Pioneers of synthetic biology have rallied together under the development of Senti Biosciences Inc, co-founded and led by Timothy Lu, associate professor of biological engineering, electrical engineering, and computer science at the Massachusetts Institute of Technology. He’s joined by fellow MIT professor Jim Collins, as well as CTO and bioengineering Ph.D. of Berkley’s University of California Philip Lee and Boston University associate professor of biomedical engineering Wilson Wong.
Each one of these great minds has contributed their extensive industry, professional and academic experience in synthetic biology to develop “smart drugs”.
Senti’s proprietary “gene circuit” technology platform allows bioengineers to custom-craft cell and gene therapies as though they were simply programming an organic script, with as of yet unforeseen capabilities and/or improved efficacy. These synthetically manufactured combinations of DNA sequences would give their host cells the ability to sense certain kinds of input, perform an organic computation using biological logic, and then respond to a given disease environment accordingly.
“Humans have always sought medicines that can treat illnesses with more precision, efficacy, and safety. However, existing drugs are still unable to match the complexity of many diseases, such as cancer and beyond. With recent advances in synthetic biology, computation, and massive biological data generation, I believe that we have a unique opportunity to engineer intelligent cell and gene therapies that directly tackle the heterogeneity and dynamic nature of disease, which have the potential to fundamentally transform our therapeutic arsenal,” said Dr. Lu in a press release that announced the intention of Senti Biosciences Inc to go public by way of a merger with special purpose acquisition company (“SPAC”) Dynamics Special Purpose Corp.

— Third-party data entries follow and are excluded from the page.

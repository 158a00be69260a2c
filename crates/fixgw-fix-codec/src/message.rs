//! Typed payloads for the fixed set of session-layer messages the session
//! state machine interprets directly.

use crate::header::Header;

/// A decoded session-layer message: the common [`Header`] plus a
/// message-type-specific payload.
#[derive(Debug, Clone, PartialEq, Eq)]
pub struct SessionMessage {
    pub header: Header,
    pub payload: Payload,
}

/// The message-type-specific fields the session state machine needs.
///
/// `Business` covers every `msg_type` the session layer doesn't itself
/// interpret; it is routed to `Session::on_message`.
#[derive(Debug, Clone, PartialEq, Eq)]
pub enum Payload {
    Logon {
        heartbeat_interval_secs: i32,
        username: Option<String>,
        password: Option<String>,
    },
    Logout,
    Heartbeat {
        test_req_id: Option<String>,
    },
    TestRequest {
        test_req_id: String,
    },
    Reject {
        ref_seq_num: u64,
        ref_tag_id: Option<u32>,
        ref_msg_type: Option<String>,
        reason_code: Option<u32>,
        text: Option<String>,
    },
    SequenceReset {
        new_seq_no: u64,
        gap_fill_flag: bool,
    },
    ResendRequest {
        begin_seq_no: u64,
        end_seq_no: u64,
    },
    Business,
}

At present, Senti’s pipeline is focused on the application of its gene circuit technology to allogenic chimeric antigen receptor natural killer (CAR NK) cell therapies for cancer, with two strong product candidates. The first, SENTI-202, is designed for use in acute myeloid leukemia (AML), while the second, SENTI-301, is meant to treat hepatocellular carcinoma (HCC).

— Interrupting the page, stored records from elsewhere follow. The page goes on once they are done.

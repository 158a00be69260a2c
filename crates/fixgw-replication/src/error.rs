use thiserror::Error;

#[derive(Debug, Error, PartialEq, Eq)]
pub enum ReplicationError {
    #[error("no quorum available: {have} of {need} positions reported")]
    NoQuorum { have: usize, need: usize },

    #[error("commit position {requested} is not contiguously present locally (have up to {have})")]
    NonContiguousCommit { requested: u64, have: u64 },

    #[error("position {0} not found in archive")]
    PositionNotFound(u64),
}

pub type Result<T> = std::result::Result<T, ReplicationError>;
//! `SessionProxy` implementation that serializes outbound effects to FIX
//! wire bytes and hands them to an [`OutboundSink`] — the thin handler
//! callback an embedding application supplies (e.g. to write to a real
//! socket); wiring that callback to an actual network transport is outside
//! this workspace's scope, so `fixgw-node` only defines the seam.

use fixgw_fix_codec::{builder, SessionRejectReason};
use fixgw_types::{ConnectionId, SeqNum, SessionKey};

use fixgw_session::SessionProxy;

/// Receives every FIX wire frame a session emits, tagged with the
/// connection it belongs to, plus connection teardown requests.
pub trait OutboundSink: Send {
    fn send(&mut self, connection_id: ConnectionId, bytes: Vec<u8>);
    fn disconnect(&mut self, connection_id: ConnectionId);
}

/// Encodes every [`SessionProxy`] call using this session's identity and
/// forwards the resulting bytes to an [`OutboundSink`].
pub struct WireProxy<'a> {
    connection_id: ConnectionId,
    begin_string: String,
    session_key: SessionKey,
    sink: &'a mut dyn OutboundSink,
}

impl<'a> WireProxy<'a> {
    pub fn new(
        connection_id: ConnectionId,
        begin_string: impl Into<String>,
        session_key: SessionKey,
        sink: &'a mut dyn OutboundSink,
    ) -> Self {
        Self {
            connection_id,
            begin_string: begin_string.into(),
            session_key,
            sink,
        }
    }

    fn emit(&mut self, bytes: Vec<u8>) {
        self.sink.send(self.connection_id, bytes);
    }

    fn sender_comp_id(&self) -> &str {
        self.session_key.sender_comp_id.as_str()
    }

    fn sender_sub_id(&self) -> &str {
        self.session_key.sender_sub_id.as_str()
    }

    fn target_comp_id(&self) -> &str {
        self.session_key.target_comp_id.as_str()
    }
}

impl SessionProxy for WireProxy<'_> {
    fn logon_accepted(&mut self, seq: SeqNum, heartbeat_interval_secs: i32) {
        let bytes = builder::logon(
            &self.begin_string,
            self.sender_comp_id(),
            self.sender_sub_id(),
            self.target_comp_id(),
            seq.value(),
            heartbeat_interval_secs,
            None,
            None,
        );
        self.emit(bytes);
    }

    fn logout(&mut self, seq: SeqNum) {
        let bytes = builder::logout(
            &self.begin_string,
            self.sender_comp_id(),
            self.sender_sub_id(),
            self.target_comp_id(),
            seq.value(),
            None,
        );
        self.emit(bytes);
    }

    fn low_sequence_number_logout(&mut self, ref_seq_num: SeqNum, expected: SeqNum, received: SeqNum) {
        let text = format!("MsgSeqNum too low, expecting {expected} but received {received}");
        let bytes = builder::logout(
            &self.begin_string,
            self.sender_comp_id(),
            self.sender_sub_id(),
            self.target_comp_id(),
            ref_seq_num.value(),
            Some(&text),
        );
        self.emit(bytes);
        self.sink.disconnect(self.connection_id);
    }

    fn incorrect_begin_string_logout(&mut self) {
        self.sink.disconnect(self.connection_id);
    }

    fn negative_heartbeat_logout(&mut self) {
        let bytes = builder::logout(
            &self.begin_string,
            self.sender_comp_id(),
            self.sender_sub_id(),
            self.target_comp_id(),
            SeqNum::new(0).value(),
            Some("HeartBtInt must not be negative"),
        );
        self.emit(bytes);
        self.sink.disconnect(self.connection_id);
    }

    fn reject(
        &mut self,
        ref_seq_num: SeqNum,
        ref_tag_id: Option<u32>,
        msg_type: &str,
        reject_reason: SessionRejectReason,
    ) {
        let _ = msg_type;
        let bytes = builder::reject(
            &self.begin_string,
            self.sender_comp_id(),
            self.sender_sub_id(),
            self.target_comp_id(),
            ref_seq_num.value(),
            ref_seq_num.value(),
            ref_tag_id,
            Some(reject_reason.code()),
            Some(reject_reason.text()),
        );
        self.emit(bytes);
    }

    fn heartbeat(&mut self, test_req_id: Option<&str>, seq: SeqNum) {
        let bytes = builder::heartbeat(
            &self.begin_string,
            self.sender_comp_id(),
            self.sender_sub_id(),
            self.target_comp_id(),
            seq.value(),
            test_req_id,
        );
        self.emit(bytes);
    }

    fn test_request(&mut self, seq: SeqNum, test_req_id: &str) {
        let bytes = builder::test_request(
            &self.begin_string,
            self.sender_comp_id(),
            self.sender_sub_id(),
            self.target_comp_id(),
            seq.value(),
            test_req_id,
        );
        self.emit(bytes);
    }

    fn sequence_reset(&mut self, msg_seq_num: SeqNum, new_seq_no: SeqNum, gap_fill_flag: bool) {
        let bytes = builder::sequence_reset(
            &self.begin_string,
            self.sender_comp_id(),
            self.sender_sub_id(),
            self.target_comp_id(),
            msg_seq_num.value(),
            new_seq_no.value(),
            gap_fill_flag,
        );
        self.emit(bytes);
    }

    fn resend_request(&mut self, seq: SeqNum, begin_seq_no: SeqNum, end_seq_no: SeqNum) {
        let bytes = builder::resend_request(
            &self.begin_string,
            self.sender_comp_id(),
            self.sender_sub_id(),
            self.target_comp_id(),
            seq.value(),
            begin_seq_no.value(),
            end_seq_no.value(),
        );
        self.emit(bytes);
    }

    fn received_message_without_sequence_number(&mut self, _seq: SeqNum) {
        self.sink.disconnect(self.connection_id);
    }

    fn request_disconnect(&mut self, connection_id: ConnectionId) {
        self.sink.disconnect(connection_id);
    }

    fn gap_fill(&mut self, begin_seq_no: SeqNum, end_seq_no: SeqNum) {
        let bytes = builder::sequence_reset(
            &self.begin_string,
            self.sender_comp_id(),
            self.sender_sub_id(),
            self.target_comp_id(),
            begin_seq_no.value(),
            end_seq_no.value(),
            true,
        );
        self.emit(bytes);
    }
}

/// Captures every `ProxyEvent`-equivalent frame this proxy emitted, used
/// in place of a real socket when the node is composing agents without a
/// live transport (tests, dry runs).
#[derive(Default)]
pub struct RecordingSink {
    pub sent: Vec<(ConnectionId, Vec<u8>)>,
    pub disconnected: Vec<ConnectionId>,
}

impl OutboundSink for RecordingSink {
    fn send(&mut self, connection_id: ConnectionId, bytes: Vec<u8>) {
        self.sent.push((connection_id, bytes));
    }

    fn disconnect(&mut self, connection_id: ConnectionId) {
        self.disconnected.push(connection_id);
    }
}

#[cfg(test)]
mod tests {
    use super::*;
    use fixgw_fix_codec::decode;

    fn key() -> SessionKey {
        SessionKey::from_inbound_header("PEER", "", "GATEWAY")
    }

    #[test]
    fn logon_accepted_encodes_a_well_formed_logon() {
        let mut sink = RecordingSink::default();
        let connection_id = ConnectionId::new(1);
        {
            let mut proxy = WireProxy::new(connection_id, "FIX.4.4", key(), &mut sink);
            proxy.logon_accepted(SeqNum::new(1), 30);
        }
        assert_eq!(sink.sent.len(), 1);
        let decoded = decode(&sink.sent[0].1).unwrap();
        assert_eq!(decoded.header.msg_seq_num, Some(1));
    }

    #[test]
    fn low_sequence_number_logout_also_requests_disconnect() {
        let mut sink = RecordingSink::default();
        let connection_id = ConnectionId::new(1);
        {
            let mut proxy = WireProxy::new(connection_id, "FIX.4.4", key(), &mut sink);
            proxy.low_sequence_number_logout(SeqNum::new(5), SeqNum::new(5), SeqNum::new(3));
        }
        assert_eq!(sink.sent.len(), 1);
        assert_eq!(sink.disconnected, vec![connection_id]);
    }

    #[test]
    fn reject_carries_the_reason_code() {
        let mut sink = RecordingSink::default();
        let connection_id = ConnectionId::new(1);
        {
            let mut proxy = WireProxy::new(connection_id, "FIX.4.4", key(), &mut sink);
            proxy.reject(SeqNum::new(4), Some(52), "D", SessionRejectReason::RequiredTagMissing);
        }
        let decoded = decode(&sink.sent[0].1).unwrap();
        match decoded.payload {
            fixgw_fix_codec::Payload::Reject { reason_code, .. } => {
                assert_eq!(reason_code, Some(SessionRejectReason::RequiredTagMissing.code()));
            }
            other => panic!("unexpected payload: {other:?}"),
        }
    }
}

Dynamics SPC CEO and Co-Founder Dr. Omid Farokhzad, M.D., believes that Senti’s gene circuit platform and current pipeline show serious promise.
“The foundational technology of Senti—engineering Gene Circuits with programmable computer-like logic in cells—has game-changing implications for treating a variety of cancers, as well as potential applications beyond oncology,” Farokhzad said. “We believe that Senti’s pipeline of product candidates offers the potential to greatly enhance cancer therapy for both solid and liquid tumors, while reducing well known limitations of current therapies.”

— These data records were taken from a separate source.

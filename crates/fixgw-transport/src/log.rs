//! The append-only log shared by one publication and its subscriptions.

use std::sync::{Arc, Mutex};

use fixgw_types::{LogPosition, SessionId};

use crate::{Result, TransportError};

/// Maximum single-frame claim size. Mirrors a conservative Aeron
/// max-message-length; chosen so `try_claim` can reject pathological
/// requests without the caller needing to know the log's total capacity.
pub const MAX_FRAME_LEN: usize = 16 * 1024 * 1024;

struct Frame {
    position: LogPosition,
    bytes: Vec<u8>,
}

/// Shared state behind one logical publication (one stream incarnation).
///
/// Identified by a [`SessionId`] the way an Aeron `Image` carries the
/// publishing session's id — when a leader steps down and a new one takes
/// over, a fresh `TransportLog` with a new `SessionId` is created and
/// positions restart at zero, so a subscription watching across a
/// leadership change must notice the session-id change and resync.
pub struct TransportLog {
    session_id: SessionId,
    frames: Vec<Frame>,
    next_position: u64,
}

impl TransportLog {
    pub fn new(session_id: SessionId) -> Arc<Mutex<Self>> {
        Arc::new(Mutex::new(Self {
            session_id,
            frames: Vec::new(),
            next_position: 0,
        }))
    }

    pub fn session_id(&self) -> SessionId {
        self.session_id
    }
}

/// Write side of a [`TransportLog`]. Only one producer should hold a given
/// `Publication` at a time; the replication core's leader role and the FIX
/// session's outbound path are the two callers in this workspace.
#[derive(Clone)]
pub struct Publication {
    inner: Arc<Mutex<TransportLog>>,
}

impl Publication {
    pub fn new(inner: Arc<Mutex<TransportLog>>) -> Self {
        Self { inner }
    }

    pub fn session_id(&self) -> SessionId {
        self.inner.lock().unwrap().session_id
    }

    pub fn position(&self) -> LogPosition {
        LogPosition::new(self.inner.lock().unwrap().next_position)
    }

    /// Reserves `len` bytes in the log and hands back a [`BufferClaim`] the
    /// caller fills in directly, then must `commit` or `abort`.
    ///
    /// A claimed slot must be released on every exit path; `BufferClaim`'s
    /// `Drop` aborts automatically if the caller never calls either, so an
    /// early return or a panic unwind can't leak a half-claimed slot.
    pub fn try_claim(&self, len: usize) -> Result<BufferClaim<'_>> {
        if len == 0 || len > MAX_FRAME_LEN {
            return Err(TransportError::InvalidLength(len));
        }
        let position = self.position();
        Ok(BufferClaim {
            publication: self,
            position,
            buffer: vec![0u8; len],
            resolved: false,
        })
    }

    /// Convenience wrapper over `try_claim` for callers that already have a
    /// complete frame in hand.
    pub fn offer(&self, bytes: &[u8]) -> Result<LogPosition> {
        let mut claim = self.try_claim(bytes.len())?;
        claim.as_mut_slice().copy_from_slice(bytes);
        Ok(claim.commit())
    }

    fn commit_frame(&self, position: LogPosition, bytes: Vec<u8>) {
        let mut log = self.inner.lock().unwrap();
        log.frames.push(Frame { position, bytes });
        log.next_position = position.value() + log.frames.last().unwrap().bytes.len() as u64;
    }

    pub fn subscription(&self) -> Subscription {
        Subscription {
            inner: Arc::clone(&self.inner),
            cursor: 0,
        }
    }
}

/// A scoped acquisition of a slice of the publication's log.
///
/// Must be released via [`BufferClaim::commit`] or [`BufferClaim::abort`];
/// if dropped without either, it aborts (no bytes are written to the log).
pub struct BufferClaim<'p> {
    publication: &'p Publication,
    position: LogPosition,
    buffer: Vec<u8>,
    resolved: bool,
}

impl<'p> BufferClaim<'p> {
    pub fn as_mut_slice(&mut self) -> &mut [u8] {
        &mut self.buffer
    }

    pub fn position(&self) -> LogPosition {
        self.position
    }

    /// Appends the claimed bytes to the log and returns the position they
    /// were written at.
    pub fn commit(mut self) -> LogPosition {
        self.resolved = true;
        let position = self.position;
        let bytes = std::mem::take(&mut self.buffer);
        self.publication.commit_frame(position, bytes);
        position
    }

    /// Discards the claim; nothing is written to the log.
    pub fn abort(mut self) {
        self.resolved = true;
    }
}

impl Drop for BufferClaim<'_> {
    fn drop(&mut self) {
        if !self.resolved {
            tracing::warn!(position = %self.position.value(), "buffer claim dropped without commit/abort");
        }
    }
}

/// Read side of a [`TransportLog`]. Each subscriber owns an independent
/// cursor; polling one subscription never affects another.
pub struct Subscription {
    inner: Arc<Mutex<TransportLog>>,
    cursor: u64,
}

impl Subscription {
    /// Repositions the read cursor, used when resyncing from the archive
    /// reader after a leader/session-id change.
    pub fn seek(&mut self, position: LogPosition) {
        self.cursor = position.value();
    }

    pub fn position(&self) -> LogPosition {
        LogPosition::new(self.cursor)
    }

    /// Delivers up to `limit` fragments whose position is `>= cursor`, in
    /// log order, to `handler`. Returns the number of fragments delivered.
    pub fn poll(&mut self, handler: &mut dyn FragmentHandler, limit: usize) -> usize {
        let log = self.inner.lock().unwrap();
        let session_id = log.session_id;
        let mut delivered = 0;
        for frame in &log.frames {
            if delivered >= limit {
                break;
            }
            if frame.position.value() < self.cursor {
                continue;
            }
            handler.on_fragment(session_id, frame.position, &frame.bytes);
            self.cursor = frame.position.value() + frame.bytes.len() as u64;
            delivered += 1;
        }
        delivered
    }
}

/// Callback invoked once per delivered fragment.
pub trait FragmentHandler {
    fn on_fragment(&mut self, session_id: SessionId, position: LogPosition, data: &[u8]);
}

impl<F> FragmentHandler for F
where
    F: FnMut(SessionId, LogPosition, &[u8]),
{
    fn on_fragment(&mut self, session_id: SessionId, position: LogPosition, data: &[u8]) {
        (self)(session_id, position, data);
    }
}

#[cfg(test)]
mod tests {
    use super::*;

    fn publication() -> Publication {
        Publication::new(TransportLog::new(SessionId::new(1)))
    }

    #[test]
    fn offer_then_poll_delivers_in_order() {
        let publication = publication();
        let mut subscription = publication.subscription();

        let p1 = publication.offer(b"alpha").unwrap();
        let p2 = publication.offer(b"beta").unwrap();
        assert!(p2 > p1);

        let mut seen = Vec::new();
        subscription.poll(
            &mut |_sid, pos, data: &[u8]| seen.push((pos, data.to_vec())),
            10,
        );
        assert_eq!(seen.len(), 2);
        assert_eq!(seen[0].1, b"alpha");
        assert_eq!(seen[1].1, b"beta");
    }

    #[test]
    fn claim_dropped_without_commit_writes_nothing() {
        let publication = publication();
        {
            let mut claim = publication.try_claim(4).unwrap();
            claim.as_mut_slice().copy_from_slice(b"test");
            // dropped here without commit() or abort()
        }
        let mut subscription = publication.subscription();
        let mut count = 0;
        subscription.poll(&mut |_, _, _| count += 1, 10);
        assert_eq!(count, 0);
    }

    #[test]
    fn independent_subscriptions_have_independent_cursors() {
        let publication = publication();
        publication.offer(b"one").unwrap();

        let mut sub_a = publication.subscription();
        let mut a_count = 0;
        sub_a.poll(&mut |_, _, _| a_count += 1, 10);
        assert_eq!(a_count, 1);

        publication.offer(b"two").unwrap();
        let mut sub_b = publication.subscription();
        let mut b_count = 0;
        sub_b.poll(&mut |_, _, _| b_count += 1, 10);
        assert_eq!(b_count, 2, "fresh subscription sees everything written so far");
    }

    #[test]
    fn zero_length_claim_is_rejected() {
        let publication = publication();
        assert_eq!(
            publication.try_claim(0).unwrap_err(),
            TransportError::InvalidLength(0)
        );
    }
}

While discussions about the merger initially began in May earlier this year, the agreement is slated to close sometime in the second quarter of 2022. Senti Biosciences will get about $230 million, held in reserve by Dynamics SPC; however, the estimated value of the combined company as the result of this merger is an impressive $601 million.
Additionally, Senti already has other ongoing collaborations with biopharmaceutical giants: one with Roche Holding AG involving gene therapy applications and another with Bayer AG regarding stem cell therapies.